* **Required work**
Search the material below for the word "server". Copy every line where it is found.

### Provided entries

mod server;

pub use server::start_api_server;
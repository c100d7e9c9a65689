use std::sync::Mutex;
use std::time::{Duration, Instant};

// ============================================================================
// Circuit Breaker
// ============================================================================
//
// Tracks consecutive publish failures and blocks further attempts while the
// broker is unhealthy.
//
// States:
// - Closed:  requests pass through
// - Open:    requests rejected until the cooldown elapses
// - Probing: limited requests allowed to test recovery
//
// The caller asks `allow()` before the operation and reports the outcome
// with `on_success()` / `on_failure()`; no lock is held across the
// operation itself.
//
// ============================================================================

#[derive(Debug, Clone, Copy, PartialEq, Eq)]
pub enum BreakerState {
    Closed,
    Open,
    Probing,
}

#[derive(Clone, Debug)]
pub struct BreakerConfig {
    /// Consecutive failures that trip the breaker open.
    pub trip_threshold: u32,
    /// How long the breaker stays open before probing.
    pub cooldown: Duration,
    /// Successful probes required to close again.
    pub probe_successes: u32,
}

impl Default for BreakerConfig {
    fn default() -> Self {
        Self {
            trip_threshold: 5,
            cooldown: Duration::from_secs(30),
            probe_successes: 3,
        }
    }
}

struct Inner {
    state: BreakerState,
    failures: u32,
    probes: u32,
    opened_at: Option<Instant>,
}

pub struct CircuitBreaker {
    config: BreakerConfig,
    inner: Mutex<Inner>,
}

impl CircuitBreaker {
    pub fn new(config: BreakerConfig) -> Self {
        Self {
            config,
            inner: Mutex::new(Inner {
                state: BreakerState::Closed,
                failures: 0,
                probes: 0,
                opened_at: None,
            }),
        }
    }

    /// Admission check. An open breaker transitions to probing once the
    /// cooldown has elapsed.
    pub fn allow(&self) -> bool {
        let mut inner = self.inner.lock().expect("breaker lock poisoned");
        match inner.state {
            BreakerState::Closed | BreakerState::Probing => true,
            BreakerState::Open => {
                let cooled = inner
                    .opened_at
                    .map(|at| at.elapsed() >= self.config.cooldown)
                    .unwrap_or(true);
                if cooled {
                    tracing::info!("circuit breaker probing after cooldown");
                    inner.state = BreakerState::Probing;
                    inner.probes = 0;
                    true
                } else {
                    false
                }
            }
        }
    }

    pub fn on_success(&self) {
        let mut inner = self.inner.lock().expect("breaker lock poisoned");
        match inner.state {
            BreakerState::Closed => inner.failures = 0,
            BreakerState::Probing => {
                inner.probes += 1;
                if inner.probes >= self.config.probe_successes {
                    tracing::info!(probes = inner.probes, "circuit breaker closed");
                    inner.state = BreakerState::Closed;
                    inner.failures = 0;
                    inner.probes = 0;
                    inner.opened_at = None;
                }
            }
            BreakerState::Open => {}
        }
    }

    pub fn on_failure(&self) {
        let mut inner = self.inner.lock().expect("breaker lock poisoned");
        inner.failures += 1;
        inner.opened_at = Some(Instant::now());
        match inner.state {
            BreakerState::Closed => {
                if inner.failures >= self.config.trip_threshold {
                    tracing::warn!(failures = inner.failures, "circuit breaker opened");
                    inner.state = BreakerState::Open;
                }
            }
            BreakerState::Probing => {
                tracing::warn!("probe failed, circuit breaker reopened");
                inner.state = BreakerState::Open;
                inner.probes = 0;
            }
            BreakerState::Open => {}
        }
    }

    pub fn state(&self) -> BreakerState {
        self.inner.lock().expect("breaker lock poisoned").state
    }
}

// ============================================================================
// Unit Tests
// ============================================================================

######

* **Result of this exercise**
mod server;
pub use server::start_api_server;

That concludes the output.